ACTIVITY: From the listing below, work out how many lines contain "checks"; the answer is that number and nothing more.

RECORDS SHOWN:

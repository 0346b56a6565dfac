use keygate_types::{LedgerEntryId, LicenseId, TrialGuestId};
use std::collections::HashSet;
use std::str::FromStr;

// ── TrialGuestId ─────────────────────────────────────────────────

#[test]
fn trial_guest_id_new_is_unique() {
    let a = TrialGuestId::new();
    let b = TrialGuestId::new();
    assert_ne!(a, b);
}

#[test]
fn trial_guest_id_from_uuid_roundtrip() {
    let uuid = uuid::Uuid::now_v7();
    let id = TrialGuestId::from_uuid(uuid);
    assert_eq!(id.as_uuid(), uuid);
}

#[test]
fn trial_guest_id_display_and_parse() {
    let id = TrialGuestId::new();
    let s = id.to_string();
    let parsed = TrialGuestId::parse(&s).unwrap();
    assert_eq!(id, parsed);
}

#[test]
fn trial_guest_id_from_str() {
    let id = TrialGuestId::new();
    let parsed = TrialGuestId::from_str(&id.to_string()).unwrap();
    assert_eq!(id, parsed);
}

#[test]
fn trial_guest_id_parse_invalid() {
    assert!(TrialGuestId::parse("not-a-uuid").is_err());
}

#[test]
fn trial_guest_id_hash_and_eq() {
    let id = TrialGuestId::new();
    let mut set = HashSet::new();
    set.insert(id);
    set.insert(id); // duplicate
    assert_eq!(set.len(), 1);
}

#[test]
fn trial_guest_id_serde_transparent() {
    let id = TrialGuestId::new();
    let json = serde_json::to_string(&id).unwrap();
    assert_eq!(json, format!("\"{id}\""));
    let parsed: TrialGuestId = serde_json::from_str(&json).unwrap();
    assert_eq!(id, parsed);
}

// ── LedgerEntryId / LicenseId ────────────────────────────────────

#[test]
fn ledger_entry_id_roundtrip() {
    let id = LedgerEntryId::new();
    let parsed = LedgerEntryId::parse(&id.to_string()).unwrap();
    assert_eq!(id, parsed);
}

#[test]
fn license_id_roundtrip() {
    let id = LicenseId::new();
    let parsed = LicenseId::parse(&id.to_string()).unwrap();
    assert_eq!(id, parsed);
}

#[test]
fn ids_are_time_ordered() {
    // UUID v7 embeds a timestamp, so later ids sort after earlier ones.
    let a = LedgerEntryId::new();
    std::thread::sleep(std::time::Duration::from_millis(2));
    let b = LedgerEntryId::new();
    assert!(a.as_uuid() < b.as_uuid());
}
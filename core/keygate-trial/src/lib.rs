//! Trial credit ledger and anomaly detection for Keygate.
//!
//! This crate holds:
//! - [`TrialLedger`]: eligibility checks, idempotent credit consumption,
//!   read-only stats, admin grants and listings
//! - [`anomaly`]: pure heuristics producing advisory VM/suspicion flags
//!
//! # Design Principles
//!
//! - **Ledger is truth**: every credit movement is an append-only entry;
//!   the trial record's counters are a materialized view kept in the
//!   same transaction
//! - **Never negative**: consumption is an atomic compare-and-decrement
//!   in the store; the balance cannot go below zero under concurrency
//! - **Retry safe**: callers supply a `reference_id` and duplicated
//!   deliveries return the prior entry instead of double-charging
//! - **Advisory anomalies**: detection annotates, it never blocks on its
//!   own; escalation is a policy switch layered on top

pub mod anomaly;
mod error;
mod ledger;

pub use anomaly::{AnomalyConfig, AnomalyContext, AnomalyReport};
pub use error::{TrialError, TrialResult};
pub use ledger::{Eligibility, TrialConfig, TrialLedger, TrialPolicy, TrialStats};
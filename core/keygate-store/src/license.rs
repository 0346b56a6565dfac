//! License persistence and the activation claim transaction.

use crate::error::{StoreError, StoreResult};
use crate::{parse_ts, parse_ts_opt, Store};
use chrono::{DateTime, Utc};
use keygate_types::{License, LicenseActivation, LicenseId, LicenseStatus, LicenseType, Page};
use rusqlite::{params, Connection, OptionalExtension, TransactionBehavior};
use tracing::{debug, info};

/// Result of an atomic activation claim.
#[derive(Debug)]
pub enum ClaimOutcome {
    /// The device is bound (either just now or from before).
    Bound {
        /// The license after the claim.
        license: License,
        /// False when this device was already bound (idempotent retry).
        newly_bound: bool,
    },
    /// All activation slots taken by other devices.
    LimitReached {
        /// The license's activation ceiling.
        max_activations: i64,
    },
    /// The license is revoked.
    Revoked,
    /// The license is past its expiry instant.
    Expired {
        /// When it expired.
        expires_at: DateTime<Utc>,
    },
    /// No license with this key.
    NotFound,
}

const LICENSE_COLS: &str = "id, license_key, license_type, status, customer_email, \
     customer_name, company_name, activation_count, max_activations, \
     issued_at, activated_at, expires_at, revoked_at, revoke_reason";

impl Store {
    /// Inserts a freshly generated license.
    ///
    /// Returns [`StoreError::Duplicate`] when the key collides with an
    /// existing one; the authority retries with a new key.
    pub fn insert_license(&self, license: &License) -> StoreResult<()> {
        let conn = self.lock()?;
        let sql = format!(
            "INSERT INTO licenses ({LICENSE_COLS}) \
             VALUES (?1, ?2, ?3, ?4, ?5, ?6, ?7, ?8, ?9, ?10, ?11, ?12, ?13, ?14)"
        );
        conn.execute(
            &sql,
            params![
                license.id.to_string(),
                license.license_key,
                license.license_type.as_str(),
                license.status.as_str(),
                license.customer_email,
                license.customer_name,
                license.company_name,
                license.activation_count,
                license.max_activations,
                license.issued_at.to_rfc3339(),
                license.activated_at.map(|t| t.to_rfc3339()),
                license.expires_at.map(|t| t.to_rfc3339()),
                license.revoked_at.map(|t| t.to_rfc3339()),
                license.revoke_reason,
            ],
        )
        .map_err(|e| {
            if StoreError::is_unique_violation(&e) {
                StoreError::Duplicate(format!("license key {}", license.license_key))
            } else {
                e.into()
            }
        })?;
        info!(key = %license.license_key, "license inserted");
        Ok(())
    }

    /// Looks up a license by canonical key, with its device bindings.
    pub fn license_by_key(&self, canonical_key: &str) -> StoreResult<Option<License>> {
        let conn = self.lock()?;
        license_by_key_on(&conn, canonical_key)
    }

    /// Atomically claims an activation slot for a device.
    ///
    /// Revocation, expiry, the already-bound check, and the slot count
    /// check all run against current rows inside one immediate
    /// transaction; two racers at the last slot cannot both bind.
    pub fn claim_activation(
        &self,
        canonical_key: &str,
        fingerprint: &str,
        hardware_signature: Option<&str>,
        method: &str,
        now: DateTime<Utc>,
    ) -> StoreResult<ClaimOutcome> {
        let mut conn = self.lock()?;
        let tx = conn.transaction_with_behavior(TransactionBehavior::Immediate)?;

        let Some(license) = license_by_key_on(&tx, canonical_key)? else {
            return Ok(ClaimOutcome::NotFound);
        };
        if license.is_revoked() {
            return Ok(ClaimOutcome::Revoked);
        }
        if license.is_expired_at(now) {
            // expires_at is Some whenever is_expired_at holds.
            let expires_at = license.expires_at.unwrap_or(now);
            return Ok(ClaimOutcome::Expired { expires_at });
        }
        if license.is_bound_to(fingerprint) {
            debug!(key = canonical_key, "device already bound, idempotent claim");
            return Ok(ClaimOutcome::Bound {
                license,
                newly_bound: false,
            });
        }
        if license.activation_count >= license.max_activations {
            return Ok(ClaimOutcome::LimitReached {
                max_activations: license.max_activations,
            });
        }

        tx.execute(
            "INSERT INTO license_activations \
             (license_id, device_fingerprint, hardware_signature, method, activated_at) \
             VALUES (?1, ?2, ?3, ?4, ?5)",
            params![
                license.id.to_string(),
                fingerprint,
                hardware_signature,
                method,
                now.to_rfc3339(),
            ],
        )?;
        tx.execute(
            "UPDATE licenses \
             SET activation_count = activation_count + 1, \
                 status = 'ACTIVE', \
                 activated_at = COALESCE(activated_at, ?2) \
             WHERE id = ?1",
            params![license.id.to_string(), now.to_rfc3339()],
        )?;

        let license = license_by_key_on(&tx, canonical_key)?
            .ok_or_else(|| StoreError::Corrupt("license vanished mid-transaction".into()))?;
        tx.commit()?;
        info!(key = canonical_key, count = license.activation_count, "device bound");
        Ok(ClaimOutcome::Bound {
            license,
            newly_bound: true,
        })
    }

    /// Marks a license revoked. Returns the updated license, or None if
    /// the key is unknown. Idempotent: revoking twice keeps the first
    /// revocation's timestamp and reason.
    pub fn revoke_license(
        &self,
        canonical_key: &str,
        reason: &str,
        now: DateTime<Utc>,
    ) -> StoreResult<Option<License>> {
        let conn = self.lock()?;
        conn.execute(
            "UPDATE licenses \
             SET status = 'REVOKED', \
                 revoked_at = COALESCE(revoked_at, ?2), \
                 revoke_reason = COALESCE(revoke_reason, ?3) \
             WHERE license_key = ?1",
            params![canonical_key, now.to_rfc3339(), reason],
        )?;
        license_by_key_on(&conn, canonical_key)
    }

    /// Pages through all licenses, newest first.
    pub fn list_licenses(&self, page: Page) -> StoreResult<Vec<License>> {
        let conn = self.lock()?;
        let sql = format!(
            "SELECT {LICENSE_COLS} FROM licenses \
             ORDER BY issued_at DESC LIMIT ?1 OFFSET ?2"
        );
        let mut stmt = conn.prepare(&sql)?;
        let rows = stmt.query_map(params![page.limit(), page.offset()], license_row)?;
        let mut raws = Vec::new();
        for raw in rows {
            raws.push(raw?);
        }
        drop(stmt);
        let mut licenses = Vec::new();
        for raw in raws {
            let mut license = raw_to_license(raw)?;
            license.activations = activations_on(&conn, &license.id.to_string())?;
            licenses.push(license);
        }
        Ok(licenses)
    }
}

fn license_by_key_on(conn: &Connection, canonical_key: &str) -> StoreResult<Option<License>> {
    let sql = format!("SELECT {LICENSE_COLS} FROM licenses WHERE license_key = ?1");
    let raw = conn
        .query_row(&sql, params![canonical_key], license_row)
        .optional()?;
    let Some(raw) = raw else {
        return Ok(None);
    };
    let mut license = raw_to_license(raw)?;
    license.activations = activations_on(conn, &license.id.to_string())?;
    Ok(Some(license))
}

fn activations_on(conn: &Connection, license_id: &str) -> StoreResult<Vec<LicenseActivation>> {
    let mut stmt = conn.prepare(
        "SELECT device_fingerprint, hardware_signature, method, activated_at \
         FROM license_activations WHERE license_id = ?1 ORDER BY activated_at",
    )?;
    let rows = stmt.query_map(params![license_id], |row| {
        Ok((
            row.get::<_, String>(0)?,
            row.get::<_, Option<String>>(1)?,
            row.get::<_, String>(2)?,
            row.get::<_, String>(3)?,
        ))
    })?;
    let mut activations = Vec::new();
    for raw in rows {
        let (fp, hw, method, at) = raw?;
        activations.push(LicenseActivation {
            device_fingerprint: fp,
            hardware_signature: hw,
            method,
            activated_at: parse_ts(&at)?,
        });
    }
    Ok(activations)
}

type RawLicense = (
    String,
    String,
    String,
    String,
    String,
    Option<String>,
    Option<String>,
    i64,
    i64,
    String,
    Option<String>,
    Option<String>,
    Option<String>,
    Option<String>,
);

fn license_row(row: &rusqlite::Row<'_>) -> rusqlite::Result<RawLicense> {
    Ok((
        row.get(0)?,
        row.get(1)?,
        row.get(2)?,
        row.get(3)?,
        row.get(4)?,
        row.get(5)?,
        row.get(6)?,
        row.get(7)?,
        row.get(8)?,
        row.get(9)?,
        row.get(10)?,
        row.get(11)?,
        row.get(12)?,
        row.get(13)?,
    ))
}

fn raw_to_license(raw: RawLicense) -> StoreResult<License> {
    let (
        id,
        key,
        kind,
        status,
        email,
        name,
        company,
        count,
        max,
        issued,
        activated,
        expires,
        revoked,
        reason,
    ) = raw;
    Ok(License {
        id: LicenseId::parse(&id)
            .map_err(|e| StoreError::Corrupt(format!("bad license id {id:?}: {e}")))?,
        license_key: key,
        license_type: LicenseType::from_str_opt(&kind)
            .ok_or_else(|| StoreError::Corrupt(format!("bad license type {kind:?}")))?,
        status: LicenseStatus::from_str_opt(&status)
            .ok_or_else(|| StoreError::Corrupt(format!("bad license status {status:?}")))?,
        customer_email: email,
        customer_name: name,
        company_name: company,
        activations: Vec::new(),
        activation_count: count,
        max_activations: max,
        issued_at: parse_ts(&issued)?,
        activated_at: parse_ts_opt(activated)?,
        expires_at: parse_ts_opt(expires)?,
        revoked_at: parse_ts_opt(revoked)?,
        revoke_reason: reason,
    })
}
--
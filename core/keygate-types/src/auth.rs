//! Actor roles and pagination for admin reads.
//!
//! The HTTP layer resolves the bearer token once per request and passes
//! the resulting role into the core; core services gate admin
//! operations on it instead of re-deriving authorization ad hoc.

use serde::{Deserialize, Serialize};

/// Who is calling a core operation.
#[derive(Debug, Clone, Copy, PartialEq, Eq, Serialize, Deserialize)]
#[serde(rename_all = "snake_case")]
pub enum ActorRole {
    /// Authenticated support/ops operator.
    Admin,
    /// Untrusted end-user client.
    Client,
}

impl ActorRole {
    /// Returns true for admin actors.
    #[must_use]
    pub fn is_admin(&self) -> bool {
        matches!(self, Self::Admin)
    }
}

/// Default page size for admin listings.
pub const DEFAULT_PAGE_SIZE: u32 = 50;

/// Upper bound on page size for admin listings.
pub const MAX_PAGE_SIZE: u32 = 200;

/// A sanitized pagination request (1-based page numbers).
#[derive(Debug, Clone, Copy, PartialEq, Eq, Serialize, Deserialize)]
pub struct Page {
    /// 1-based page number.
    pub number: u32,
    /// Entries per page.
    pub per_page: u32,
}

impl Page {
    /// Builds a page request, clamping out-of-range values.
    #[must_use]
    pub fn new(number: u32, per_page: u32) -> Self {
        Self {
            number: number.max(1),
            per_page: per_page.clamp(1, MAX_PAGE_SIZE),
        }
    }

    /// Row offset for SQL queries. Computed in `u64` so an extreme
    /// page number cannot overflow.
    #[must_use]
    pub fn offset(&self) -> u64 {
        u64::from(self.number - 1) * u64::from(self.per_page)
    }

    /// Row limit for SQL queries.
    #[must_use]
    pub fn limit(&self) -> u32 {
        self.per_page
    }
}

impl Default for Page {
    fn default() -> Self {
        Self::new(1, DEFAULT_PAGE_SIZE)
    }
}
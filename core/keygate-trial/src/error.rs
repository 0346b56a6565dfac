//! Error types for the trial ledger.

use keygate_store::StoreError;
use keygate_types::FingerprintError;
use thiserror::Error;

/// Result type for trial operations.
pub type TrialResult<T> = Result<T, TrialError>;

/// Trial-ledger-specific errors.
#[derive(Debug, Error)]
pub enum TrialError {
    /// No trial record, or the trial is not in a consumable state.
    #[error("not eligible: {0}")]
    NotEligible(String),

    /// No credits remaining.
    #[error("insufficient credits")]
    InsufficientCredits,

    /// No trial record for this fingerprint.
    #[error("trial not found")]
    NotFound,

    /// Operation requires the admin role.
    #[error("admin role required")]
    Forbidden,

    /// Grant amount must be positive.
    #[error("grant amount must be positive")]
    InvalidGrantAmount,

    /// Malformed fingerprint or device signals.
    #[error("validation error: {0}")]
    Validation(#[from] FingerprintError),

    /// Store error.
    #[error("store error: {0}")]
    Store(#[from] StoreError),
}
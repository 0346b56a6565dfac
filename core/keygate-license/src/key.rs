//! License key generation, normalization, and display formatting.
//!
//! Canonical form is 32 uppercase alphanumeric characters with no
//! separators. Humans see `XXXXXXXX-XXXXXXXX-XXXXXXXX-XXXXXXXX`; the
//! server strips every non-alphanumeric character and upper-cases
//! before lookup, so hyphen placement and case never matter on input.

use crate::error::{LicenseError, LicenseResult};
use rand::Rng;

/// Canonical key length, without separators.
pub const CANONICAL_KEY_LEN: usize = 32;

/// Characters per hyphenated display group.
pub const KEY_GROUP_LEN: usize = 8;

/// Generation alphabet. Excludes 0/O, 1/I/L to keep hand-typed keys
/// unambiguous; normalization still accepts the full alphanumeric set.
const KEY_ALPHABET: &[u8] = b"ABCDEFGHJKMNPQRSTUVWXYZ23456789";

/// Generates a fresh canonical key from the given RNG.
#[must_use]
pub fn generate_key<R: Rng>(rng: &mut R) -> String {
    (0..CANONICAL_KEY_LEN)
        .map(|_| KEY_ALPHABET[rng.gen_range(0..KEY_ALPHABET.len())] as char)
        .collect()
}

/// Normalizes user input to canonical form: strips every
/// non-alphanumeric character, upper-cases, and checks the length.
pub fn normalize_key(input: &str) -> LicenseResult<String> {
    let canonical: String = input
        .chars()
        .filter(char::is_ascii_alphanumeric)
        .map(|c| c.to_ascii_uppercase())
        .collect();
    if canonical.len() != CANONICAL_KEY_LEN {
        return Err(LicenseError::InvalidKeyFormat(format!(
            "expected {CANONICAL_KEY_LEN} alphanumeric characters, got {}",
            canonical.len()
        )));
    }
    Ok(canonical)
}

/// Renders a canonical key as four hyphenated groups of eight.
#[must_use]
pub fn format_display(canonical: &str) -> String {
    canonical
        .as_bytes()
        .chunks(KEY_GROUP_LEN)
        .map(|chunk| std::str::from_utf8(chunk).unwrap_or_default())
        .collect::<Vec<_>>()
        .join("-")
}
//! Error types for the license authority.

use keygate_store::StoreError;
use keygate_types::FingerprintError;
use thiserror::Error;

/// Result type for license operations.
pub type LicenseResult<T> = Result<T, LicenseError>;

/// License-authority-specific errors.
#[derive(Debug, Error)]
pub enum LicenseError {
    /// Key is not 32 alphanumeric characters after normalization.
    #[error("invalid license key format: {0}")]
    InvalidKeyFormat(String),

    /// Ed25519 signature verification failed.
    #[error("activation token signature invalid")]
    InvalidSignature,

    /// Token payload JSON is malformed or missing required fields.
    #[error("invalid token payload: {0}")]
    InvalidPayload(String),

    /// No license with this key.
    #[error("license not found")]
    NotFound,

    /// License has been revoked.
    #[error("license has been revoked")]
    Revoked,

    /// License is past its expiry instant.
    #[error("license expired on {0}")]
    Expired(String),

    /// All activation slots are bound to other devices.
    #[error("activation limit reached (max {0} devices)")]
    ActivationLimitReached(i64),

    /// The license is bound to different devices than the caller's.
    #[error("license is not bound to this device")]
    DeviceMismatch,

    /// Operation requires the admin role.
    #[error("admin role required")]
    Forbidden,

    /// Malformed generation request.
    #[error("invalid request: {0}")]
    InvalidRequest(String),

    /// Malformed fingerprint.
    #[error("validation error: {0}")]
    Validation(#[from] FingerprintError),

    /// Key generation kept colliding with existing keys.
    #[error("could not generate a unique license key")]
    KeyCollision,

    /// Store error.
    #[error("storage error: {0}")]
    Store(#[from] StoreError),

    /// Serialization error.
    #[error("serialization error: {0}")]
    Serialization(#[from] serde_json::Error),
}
* * *
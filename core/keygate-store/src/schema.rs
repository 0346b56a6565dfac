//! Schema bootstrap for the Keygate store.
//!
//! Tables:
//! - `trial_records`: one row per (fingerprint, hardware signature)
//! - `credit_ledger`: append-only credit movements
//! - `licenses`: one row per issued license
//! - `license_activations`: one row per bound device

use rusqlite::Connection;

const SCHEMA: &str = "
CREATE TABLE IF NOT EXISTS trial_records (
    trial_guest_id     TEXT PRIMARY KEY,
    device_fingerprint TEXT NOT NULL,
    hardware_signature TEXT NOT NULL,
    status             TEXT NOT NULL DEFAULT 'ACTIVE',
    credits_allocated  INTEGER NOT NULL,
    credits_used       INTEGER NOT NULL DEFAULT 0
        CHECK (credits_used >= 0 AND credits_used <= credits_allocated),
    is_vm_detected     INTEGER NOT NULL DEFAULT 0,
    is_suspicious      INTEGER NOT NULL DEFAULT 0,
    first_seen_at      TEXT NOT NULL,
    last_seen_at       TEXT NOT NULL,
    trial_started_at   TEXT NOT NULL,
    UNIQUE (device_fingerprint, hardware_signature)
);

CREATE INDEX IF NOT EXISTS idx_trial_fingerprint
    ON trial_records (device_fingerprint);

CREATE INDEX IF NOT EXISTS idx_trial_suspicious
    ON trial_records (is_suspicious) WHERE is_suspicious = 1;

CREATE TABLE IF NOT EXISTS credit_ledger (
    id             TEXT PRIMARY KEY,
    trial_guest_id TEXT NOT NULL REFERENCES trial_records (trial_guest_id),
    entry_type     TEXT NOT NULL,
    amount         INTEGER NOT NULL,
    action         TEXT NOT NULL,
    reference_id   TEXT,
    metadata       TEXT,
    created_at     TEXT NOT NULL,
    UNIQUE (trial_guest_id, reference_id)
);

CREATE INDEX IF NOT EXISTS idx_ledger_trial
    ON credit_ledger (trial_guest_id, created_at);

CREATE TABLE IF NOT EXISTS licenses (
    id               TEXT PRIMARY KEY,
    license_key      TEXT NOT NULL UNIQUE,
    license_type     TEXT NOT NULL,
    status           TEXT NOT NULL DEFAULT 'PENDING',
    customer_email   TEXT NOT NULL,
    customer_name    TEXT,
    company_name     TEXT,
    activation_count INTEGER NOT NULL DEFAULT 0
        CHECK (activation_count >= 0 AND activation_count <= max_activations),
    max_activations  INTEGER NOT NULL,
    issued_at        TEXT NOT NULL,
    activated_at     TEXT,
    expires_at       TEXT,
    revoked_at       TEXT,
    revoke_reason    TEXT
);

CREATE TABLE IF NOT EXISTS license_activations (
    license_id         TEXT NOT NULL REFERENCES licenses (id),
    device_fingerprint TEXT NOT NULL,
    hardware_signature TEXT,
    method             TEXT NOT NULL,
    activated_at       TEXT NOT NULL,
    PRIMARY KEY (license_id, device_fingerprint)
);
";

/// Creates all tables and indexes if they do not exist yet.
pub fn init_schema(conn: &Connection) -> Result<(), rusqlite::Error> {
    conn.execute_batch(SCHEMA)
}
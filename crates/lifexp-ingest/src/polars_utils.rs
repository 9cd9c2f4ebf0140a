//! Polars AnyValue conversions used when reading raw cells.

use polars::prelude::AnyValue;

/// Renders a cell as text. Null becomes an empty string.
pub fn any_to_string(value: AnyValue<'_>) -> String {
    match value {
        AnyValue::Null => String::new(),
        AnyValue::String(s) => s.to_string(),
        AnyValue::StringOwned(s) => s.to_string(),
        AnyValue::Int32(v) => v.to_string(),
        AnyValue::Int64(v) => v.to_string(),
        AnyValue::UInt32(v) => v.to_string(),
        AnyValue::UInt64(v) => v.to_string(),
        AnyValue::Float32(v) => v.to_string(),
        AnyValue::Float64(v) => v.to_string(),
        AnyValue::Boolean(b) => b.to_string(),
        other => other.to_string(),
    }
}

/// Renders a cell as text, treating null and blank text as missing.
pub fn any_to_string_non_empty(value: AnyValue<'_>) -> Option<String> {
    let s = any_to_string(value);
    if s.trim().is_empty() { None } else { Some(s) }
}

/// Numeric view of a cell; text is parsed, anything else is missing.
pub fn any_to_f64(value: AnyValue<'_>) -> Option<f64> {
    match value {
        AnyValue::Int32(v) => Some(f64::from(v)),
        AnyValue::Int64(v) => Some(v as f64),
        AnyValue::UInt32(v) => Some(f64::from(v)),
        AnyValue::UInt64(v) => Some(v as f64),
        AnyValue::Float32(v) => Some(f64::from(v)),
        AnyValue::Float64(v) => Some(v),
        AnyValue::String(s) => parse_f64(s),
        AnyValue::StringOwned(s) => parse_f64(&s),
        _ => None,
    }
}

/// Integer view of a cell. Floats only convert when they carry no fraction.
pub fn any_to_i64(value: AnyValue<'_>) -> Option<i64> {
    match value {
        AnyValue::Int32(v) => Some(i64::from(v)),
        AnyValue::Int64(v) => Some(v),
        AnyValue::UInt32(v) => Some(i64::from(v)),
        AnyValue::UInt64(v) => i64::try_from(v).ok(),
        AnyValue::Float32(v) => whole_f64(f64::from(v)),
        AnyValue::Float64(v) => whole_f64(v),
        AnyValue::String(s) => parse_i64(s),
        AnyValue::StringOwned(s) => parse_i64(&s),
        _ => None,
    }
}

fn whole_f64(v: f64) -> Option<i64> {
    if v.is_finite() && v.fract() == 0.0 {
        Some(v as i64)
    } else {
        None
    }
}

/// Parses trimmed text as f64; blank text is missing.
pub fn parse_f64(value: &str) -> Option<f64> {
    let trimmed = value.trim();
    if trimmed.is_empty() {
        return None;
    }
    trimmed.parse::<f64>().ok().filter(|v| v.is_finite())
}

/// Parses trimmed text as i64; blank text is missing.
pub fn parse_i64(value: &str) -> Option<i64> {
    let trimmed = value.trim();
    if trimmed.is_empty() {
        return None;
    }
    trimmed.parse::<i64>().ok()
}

TASK RESULT: 2